The second aim will examine the impact of global Tlr4 deficiency and the specific contribution of TLR4 in leukocytes, platelets, and the vessel wall to SCD pathogenesis. Recent studies by our group and others used Tlr4-/-, non-sickle cell mice transplanted with Tlr4+/+ sickle bone marrow to underscore the importance of TLR4 in the vessel wall in promoting VO and acute chest syndrome in SCD. However, the impact of Tlr4 deficiency on inflammation, coagulation, and cumulative organ pathology has not been tested in a global Tlr4-/- SCD mouse model. We will test the hypothesis that TLR4 is a key signaling pathway that translates hemolysis into inflammation, VO, and organ pathology in SCD.
Our third aim will examine the role of complement activation in SCD hemolysis, inflammation, and VO. The alternative complement pathway is abnormally activated in SCD and is amplified by phosphatidylserine on the outer leaflet of sickle red blood cells and microparticles.

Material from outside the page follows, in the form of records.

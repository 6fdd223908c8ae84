//! Sink metrics for observability

use std::sync::atomic::{AtomicU64, Ordering};

/// Metrics for a single sink
#[derive(Debug, Default)]
pub struct SinkMetrics {
    /// Total delivery attempts
    attempt_count: AtomicU64,
    /// Total successful deliveries
    delivered_count: AtomicU64,
    /// Total failed deliveries (errors and panics)
    failure_count: AtomicU64,
}

impl SinkMetrics {
    /// Create new metrics instance
    pub fn new() -> Self {
        Self::default()
    }

    /// Get total attempt count
    pub fn attempt_count(&self) -> u64 {
        self.attempt_count.load(Ordering::Relaxed)
    }

    /// Increment attempt count
    pub fn inc_attempt_count(&self) {
        self.attempt_count.fetch_add(1, Ordering::Relaxed);
    }

    /// Get delivered count
    pub fn delivered_count(&self) -> u64 {
        self.delivered_count.load(Ordering::Relaxed)
    }

    /// Increment delivered count
    pub fn inc_delivered_count(&self) {
        self.delivered_count.fetch_add(1, Ordering::Relaxed);
    }

    /// Get failure count
    pub fn failure_count(&self) -> u64 {
        self.failure_count.load(Ordering::Relaxed)
    }

    /// Increment failure count
    pub fn inc_failure_count(&self) {
        self.failure_count.fetch_add(1, Ordering::Relaxed);
    }

    /// Get snapshot of all metrics
    pub fn snapshot(&self) -> MetricsSnapshot {
        MetricsSnapshot {
            attempt_count: self.attempt_count(),
            delivered_count: self.delivered_count(),
            failure_count: self.failure_count(),
        }
    }
}

/// Snapshot of sink metrics (for reporting)
#[derive(Debug, Clone, Copy, PartialEq, Eq, Default)]
pub struct MetricsSnapshot {
    pub attempt_count: u64,
    pub delivered_count: u64,
    pub failure_count: u64,
}
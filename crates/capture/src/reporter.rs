//! ErrorReporter - notification policy, background build and dispatch

use std::sync::atomic::{AtomicUsize, Ordering};
use std::sync::{Arc, Mutex, PoisonError, RwLock};
use std::time::{Duration, Instant};

use contracts::{
    AppIdentity, CaptureChannel, CapturedError, NotificationPolicy, ReportSink, ReporterConfig,
};
use diagnostics::{EnvironmentProbe, ReportBuilder, SnapshotCollector};
use dispatcher::{create_sink, DispatchSummary, Dispatcher};
use observability::DispatchStats;
use tokio::runtime::Handle;
use tokio::sync::oneshot;
use tracing::{debug, info, instrument, warn};

use crate::error::CaptureError;
use crate::executor::Executor;
use crate::hook::DispatchScope;
use crate::prompt::{ask_text, inform_text, ConsentPrompt, TerminalPrompt};

/// Result of handling one captured error
#[derive(Debug)]
pub enum CaptureOutcome {
    /// The user declined under the Ask policy; nothing was built or sent
    Declined,
    /// Build and dispatch were scheduled in the background
    Scheduled(DispatchHandle),
}

impl CaptureOutcome {
    pub fn is_scheduled(&self) -> bool {
        matches!(self, Self::Scheduled(_))
    }

    pub fn into_handle(self) -> Option<DispatchHandle> {
        match self {
            Self::Declined => None,
            Self::Scheduled(handle) => Some(handle),
        }
    }
}

/// Completion of one background dispatch.
///
/// Dropping it does not cancel the dispatch.
#[derive(Debug)]
pub struct DispatchHandle {
    done: oneshot::Receiver<DispatchSummary>,
}

impl DispatchHandle {
    /// Wait for the dispatch from async code
    pub async fn join(self) -> Result<DispatchSummary, CaptureError> {
        self.done
            .await
            .map_err(|_| CaptureError::dispatch("dispatch task was dropped"))
    }

    /// Wait for the dispatch from a thread outside any runtime
    pub fn wait(self) -> Result<DispatchSummary, CaptureError> {
        self.done
            .blocking_recv()
            .map_err(|_| CaptureError::dispatch("dispatch task was dropped"))
    }
}

/// Counts dispatches still running and aggregates finished ones
#[derive(Debug, Default)]
struct DispatchTracker {
    in_flight: AtomicUsize,
    stats: Mutex<DispatchStats>,
}

impl DispatchTracker {
    fn begin(self: &Arc<Self>) -> PendingDispatch {
        self.in_flight.fetch_add(1, Ordering::SeqCst);
        PendingDispatch {
            tracker: Arc::clone(self),
        }
    }

    fn finish(&self, summary: &DispatchSummary, elapsed: Duration) {
        let duration_ms = elapsed.as_secs_f64() * 1000.0;
        observability::record_dispatch_duration_ms(duration_ms);
        self.stats
            .lock()
            .unwrap_or_else(PoisonError::into_inner)
            .update(summary.delivered, summary.failed, duration_ms);
    }
}

/// Decrements the in-flight count when dropped, whether or not the job ran
struct PendingDispatch {
    tracker: Arc<DispatchTracker>,
}

impl Drop for PendingDispatch {
    fn drop(&mut self) {
        self.tracker.in_flight.fetch_sub(1, Ordering::SeqCst);
    }
}

struct Inner {
    app: AppIdentity,
    policy: RwLock<NotificationPolicy>,
    prompt: Box<dyn ConsentPrompt>,
    probe: Arc<dyn EnvironmentProbe>,
    dispatcher: Arc<Dispatcher>,
    tracker: Arc<DispatchTracker>,
    executor: Executor,
}

/// Process-wide error reporter.
///
/// Cheap to clone; all clones share the sink registry and policy.
#[derive(Clone)]
pub struct ErrorReporter {
    inner: Arc<Inner>,
}

impl ErrorReporter {
    pub fn builder() -> ReporterBuilder {
        ReporterBuilder::default()
    }

    /// Build a reporter from a loaded configuration, using the terminal prompt
    pub fn from_config(config: &ReporterConfig) -> Result<Self, CaptureError> {
        Self::builder().with_config(config)?.build()
    }

    pub fn app(&self) -> &AppIdentity {
        &self.inner.app
    }

    /// Append a sink. Used by reports scheduled after this call.
    pub fn add_sink(&self, sink: Box<dyn ReportSink>) {
        self.inner.dispatcher.add_sink(sink);
    }

    pub fn sink_names(&self) -> Vec<String> {
        self.inner.dispatcher.sink_names()
    }

    pub fn dispatcher(&self) -> &Dispatcher {
        &self.inner.dispatcher
    }

    /// Takes effect on the next capture
    pub fn set_notification_policy(&self, policy: NotificationPolicy) {
        *self
            .inner
            .policy
            .write()
            .unwrap_or_else(PoisonError::into_inner) = policy;
        debug!(policy = %policy, "Notification policy changed");
    }

    pub fn notification_policy(&self) -> NotificationPolicy {
        *self
            .inner
            .policy
            .read()
            .unwrap_or_else(PoisonError::into_inner)
    }

    /// Report an error the host caught itself
    pub fn log_error(&self, error: &(dyn std::error::Error + 'static)) -> CaptureOutcome {
        self.log_exception(CapturedError::from_dyn_error(error))
    }

    /// Report an already captured error on the manual channel
    pub fn log_exception(&self, error: CapturedError) -> CaptureOutcome {
        let error = match error.thread() {
            Some(_) => error,
            None => error.with_thread(current_thread_name()),
        };
        self.handle(error.on_channel(CaptureChannel::Manual))
    }

    /// Apply the notification policy, then schedule build and dispatch.
    ///
    /// Returns as soon as the decision is made; the report is built on the
    /// background context.
    #[instrument(
        name = "reporter_handle",
        skip(self, error),
        fields(channel = error.channel().as_str(), kind = %error.kind())
    )]
    pub fn handle(&self, error: CapturedError) -> CaptureOutcome {
        let policy = self.notification_policy();
        observability::record_capture(error.channel(), policy);

        match policy {
            NotificationPolicy::Ask => {
                if !self.inner.prompt.ask(&ask_text(error.message())) {
                    info!(channel = error.channel().as_str(), "User declined to send report");
                    observability::record_declined(error.channel());
                    return CaptureOutcome::Declined;
                }
            }
            NotificationPolicy::Inform => self.inner.prompt.inform(&inform_text(error.message())),
            NotificationPolicy::Silent => {}
        }

        CaptureOutcome::Scheduled(self.schedule(error))
    }

    fn schedule(&self, error: CapturedError) -> DispatchHandle {
        let (done_tx, done_rx) = oneshot::channel();
        let pending = self.inner.tracker.begin();
        let tracker = Arc::clone(&self.inner.tracker);
        let dispatcher = Arc::clone(&self.inner.dispatcher);
        let probe = Arc::clone(&self.inner.probe);
        let app = self.inner.app.clone();

        self.inner.executor.spawn_blocking(move || {
            let _pending = pending;
            let _scope = DispatchScope::enter();
            let started = Instant::now();

            let snapshot = probe.snapshot(&app);
            let report = ReportBuilder::build(&error, &snapshot);
            let summary = dispatcher.dispatch(&report);

            tracker.finish(&summary, started.elapsed());
            if summary.failed > 0 {
                warn!(
                    failed = summary.failed,
                    attempted = summary.attempted,
                    "Report not delivered to every sink"
                );
            }
            // Receiver may be gone, the automatic channels never keep it
            let _ = done_tx.send(summary);
        });

        DispatchHandle { done: done_rx }
    }

    /// Dispatches scheduled but not yet finished
    pub fn in_flight(&self) -> usize {
        self.inner.tracker.in_flight.load(Ordering::SeqCst)
    }

    /// Wait until no dispatch is running, up to `timeout`.
    ///
    /// Returns `false` on timeout.
    pub async fn settle(&self, timeout: Duration) -> bool {
        let deadline = tokio::time::Instant::now() + timeout;
        while self.in_flight() > 0 {
            if tokio::time::Instant::now() >= deadline {
                return false;
            }
            tokio::time::sleep(Duration::from_millis(10)).await;
        }
        true
    }

    /// Aggregate of finished dispatches
    pub fn stats(&self) -> DispatchStats {
        self.inner
            .tracker
            .stats
            .lock()
            .unwrap_or_else(PoisonError::into_inner)
            .clone()
    }
}

impl std::fmt::Debug for ErrorReporter {
    fn fmt(&self, f: &mut std::fmt::Formatter<'_>) -> std::fmt::Result {
        f.debug_struct("ErrorReporter")
            .field("app", &self.inner.app)
            .field("policy", &self.notification_policy())
            .field("sinks", &self.sink_names())
            .field("in_flight", &self.in_flight())
            .finish()
    }
}

/// Builder for [`ErrorReporter`]
pub struct ReporterBuilder {
    app: Option<AppIdentity>,
    policy: NotificationPolicy,
    prompt: Option<Box<dyn ConsentPrompt>>,
    runtime: Option<Handle>,
    worker_threads: usize,
    probe: Option<Arc<dyn EnvironmentProbe>>,
    sinks: Vec<Box<dyn ReportSink>>,
}

impl Default for ReporterBuilder {
    fn default() -> Self {
        Self {
            app: None,
            policy: NotificationPolicy::default(),
            prompt: None,
            runtime: None,
            worker_threads: 2,
            probe: None,
            sinks: Vec::new(),
        }
    }
}

impl ReporterBuilder {
    pub fn app(mut self, app: AppIdentity) -> Self {
        self.app = Some(app);
        self
    }

    pub fn notification(mut self, policy: NotificationPolicy) -> Self {
        self.policy = policy;
        self
    }

    pub fn prompt(mut self, prompt: impl ConsentPrompt + 'static) -> Self {
        self.prompt = Some(Box::new(prompt));
        self
    }

    /// Dispatch on this runtime instead of the current or a dedicated one
    pub fn runtime(mut self, handle: Handle) -> Self {
        self.runtime = Some(handle);
        self
    }

    /// Worker count of the dedicated runtime, when one is needed
    pub fn worker_threads(mut self, threads: usize) -> Self {
        self.worker_threads = threads;
        self
    }

    pub fn probe(mut self, probe: impl EnvironmentProbe + 'static) -> Self {
        self.probe = Some(Arc::new(probe));
        self
    }

    pub fn sink(mut self, sink: impl ReportSink + 'static) -> Self {
        self.sinks.push(Box::new(sink));
        self
    }

    pub fn boxed_sink(mut self, sink: Box<dyn ReportSink>) -> Self {
        self.sinks.push(sink);
        self
    }

    /// Take identity, policy, pool size and sinks from a configuration
    pub fn with_config(mut self, config: &ReporterConfig) -> Result<Self, CaptureError> {
        for sink_config in &config.sinks {
            self.sinks.push(create_sink(sink_config, &config.app)?);
        }
        self.app = Some(config.app.clone());
        self.policy = config.notification;
        self.worker_threads = config.worker_threads;
        Ok(self)
    }

    pub fn build(self) -> Result<ErrorReporter, CaptureError> {
        let app = self.app.unwrap_or_default();
        let executor = Executor::new(self.runtime, self.worker_threads)?;

        let dispatcher = Dispatcher::new();
        for sink in self.sinks {
            dispatcher.add_sink(sink);
        }

        info!(
            app = %app.source_name(),
            policy = %self.policy,
            sinks = dispatcher.len(),
            dedicated_runtime = executor.owns_runtime(),
            "Error reporter ready"
        );

        Ok(ErrorReporter {
            inner: Arc::new(Inner {
                app,
                policy: RwLock::new(self.policy),
                prompt: self.prompt.unwrap_or_else(|| Box::new(TerminalPrompt::new())),
                probe: self
                    .probe
                    .unwrap_or_else(|| Arc::new(SnapshotCollector::new())),
                dispatcher: Arc::new(dispatcher),
                tracker: Arc::new(DispatchTracker::default()),
                executor,
            }),
        })
    }
}

pub(crate) fn current_thread_name() -> String {
    let thread = std::thread::current();
    match thread.name() {
        Some(name) => name.to_string(),
        None => format!("{:?}", thread.id()),
    }
}
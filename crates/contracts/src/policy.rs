//! NotificationPolicy - how the user is involved before a report goes out

use serde::{Deserialize, Serialize};
use std::fmt;
use std::str::FromStr;

/// User interaction applied to every capture before dispatch
#[derive(Debug, Clone, Copy, PartialEq, Eq, Hash, Default, Serialize, Deserialize)]
#[serde(rename_all = "snake_case")]
pub enum NotificationPolicy {
    /// Report without telling the user
    Silent,
    /// Tell the user an error occurred, then report
    Inform,
    /// Ask the user; a decline suppresses the report
    #[default]
    Ask,
}

impl NotificationPolicy {
    /// Stable lowercase name (used in logs, metrics labels and config files)
    pub fn as_str(&self) -> &'static str {
        match self {
            Self::Silent => "silent",
            Self::Inform => "inform",
            Self::Ask => "ask",
        }
    }
}

impl fmt::Display for NotificationPolicy {
    fn fmt(&self, f: &mut fmt::Formatter<'_>) -> fmt::Result {
        f.write_str(self.as_str())
    }
}

impl FromStr for NotificationPolicy {
    type Err = String;

    fn from_str(s: &str) -> Result<Self, Self::Err> {
        match s.to_ascii_lowercase().as_str() {
            "silent" => Ok(Self::Silent),
            "inform" => Ok(Self::Inform),
            "ask" => Ok(Self::Ask),
            other => Err(format!("unknown notification policy '{other}'")),
        }
    }
}
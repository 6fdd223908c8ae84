//! FileSink - rolling bug report file next to the binary

use contracts::{ContractError, Report, ReportSink};
use std::collections::HashMap;
use std::fs::{self, File};
use std::io::{self, BufWriter, Write};
use std::path::{Path, PathBuf};
use std::sync::{Mutex, PoisonError};
use tracing::{debug, error, instrument};

use super::{parse_param, string_param};

/// File name used when no path is configured
pub const DEFAULT_FILE_NAME: &str = "BugReport.txt";

/// Prior lines kept before each append
pub const DEFAULT_MAX_LINES: usize = 500;

/// Configuration for FileSink
#[derive(Debug, Clone)]
pub struct FileSinkConfig {
    /// Target file
    pub path: PathBuf,
    /// Number of most recent existing lines kept on each write
    pub max_lines: usize,
}

impl Default for FileSinkConfig {
    fn default() -> Self {
        Self {
            path: Self::default_path(),
            max_lines: DEFAULT_MAX_LINES,
        }
    }
}

impl FileSinkConfig {
    /// `<application directory>/BugReport.txt`
    pub fn default_path() -> PathBuf {
        std::env::current_exe()
            .ok()
            .as_deref()
            .and_then(Path::parent)
            .map(Path::to_path_buf)
            .unwrap_or_else(|| PathBuf::from("."))
            .join(DEFAULT_FILE_NAME)
    }

    /// Create config from params map
    pub fn from_params(params: &HashMap<String, String>) -> Result<Self, ContractError> {
        let path = string_param(params, "path")
            .map(PathBuf::from)
            .unwrap_or_else(Self::default_path);
        let max_lines = parse_param(params, "max_lines", DEFAULT_MAX_LINES)?;

        Ok(Self { path, max_lines })
    }
}

/// Sink that appends reports to a text file, trimming older lines
pub struct FileSink {
    name: String,
    config: FileSinkConfig,
    /// Held for the whole read-trim-rewrite-append sequence
    write_lock: Mutex<()>,
}

impl FileSink {
    /// Create a new FileSink
    pub fn new(name: impl Into<String>, config: FileSinkConfig) -> Self {
        Self {
            name: name.into(),
            config,
            write_lock: Mutex::new(()),
        }
    }

    /// Create from params map (for factory)
    pub fn from_params(
        name: impl Into<String>,
        params: &HashMap<String, String>,
    ) -> Result<Self, ContractError> {
        let config = FileSinkConfig::from_params(params)?;
        Ok(Self::new(name, config))
    }

    pub fn path(&self) -> &Path {
        &self.config.path
    }

    /// Existing content as raw bytes; the file may hold text in any encoding
    fn read_existing(&self) -> io::Result<Vec<u8>> {
        match fs::read(&self.config.path) {
            Ok(content) => Ok(content),
            Err(e) if e.kind() == io::ErrorKind::NotFound => Ok(Vec::new()),
            Err(e) => Err(e),
        }
    }

    /// Kept lines are written back byte for byte, line endings included.
    fn rewrite_with(&self, report: &Report) -> io::Result<()> {
        let existing = self.read_existing()?;
        let lines: Vec<&[u8]> = existing.split_inclusive(|&b| b == b'\n').collect();
        let keep_from = lines.len().saturating_sub(self.config.max_lines);

        let kept = &lines[keep_from..];

        let mut out = BufWriter::new(File::create(&self.config.path)?);
        for line in kept {
            out.write_all(line)?;
        }
        if kept.last().is_some_and(|line| !line.ends_with(b"\n")) {
            out.write_all(b"\n")?;
        }
        out.write_all(report.as_str().as_bytes())?;
        out.flush()?;

        debug!(
            sink = %self.name,
            kept = kept.len(),
            dropped = keep_from,
            "Bug report file rewritten"
        );
        Ok(())
    }
}

impl ReportSink for FileSink {
    fn name(&self) -> &str {
        &self.name
    }

    #[instrument(
        name = "file_sink_deliver",
        skip(self, report),
        fields(sink = %self.name, path = %self.config.path.display())
    )]
    fn deliver(&self, report: &Report) -> Result<(), ContractError> {
        let _guard = self
            .write_lock
            .lock()
            .unwrap_or_else(PoisonError::into_inner);

        self.rewrite_with(report).map_err(|e| {
            error!(sink = %self.name, error = %e, "Write failed");
            ContractError::sink_delivery(&self.name, e.to_string())
        })
    }
}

We will test the hypothesis that complement activation on the surface of sickle red blood cells and microparticles stimulates inflammation, coagulation, hemolysis, and VO in SCD. Using state-of-the-art molecular techniques including site-directed mutagenesis, bone marrow transplants, cellular/biochemical studies, breeding a unique sickle/Tlr4-deficient mouse model, and in vivo vascular imaging in murine models of SCD, we will provide the foundation for the development of new therapies targeting multiple pathways to interrupt SCD pathophysiology. Understanding TLR4 and complement activation in SCD is expected to lead to therapies targeting the heme-binding site on the MD-2/TLR4 complex and complement inhibitors that will improve the quality of life of SCD patients.

Public Health Relevance

Despite remarkable improvements in the lifespan and quality of life of patients with sickle cell disease, devastating organ dysfunction, painful crises, and early death remain all too prevalent. The proposed studies proposed here will examine how heme-mediated inflammation and activation of the innate immune system affect the blood vessels and organs of sickle cell patients. New therapies are proposed that target and limit the adverse vascular effects of heme and inflammation.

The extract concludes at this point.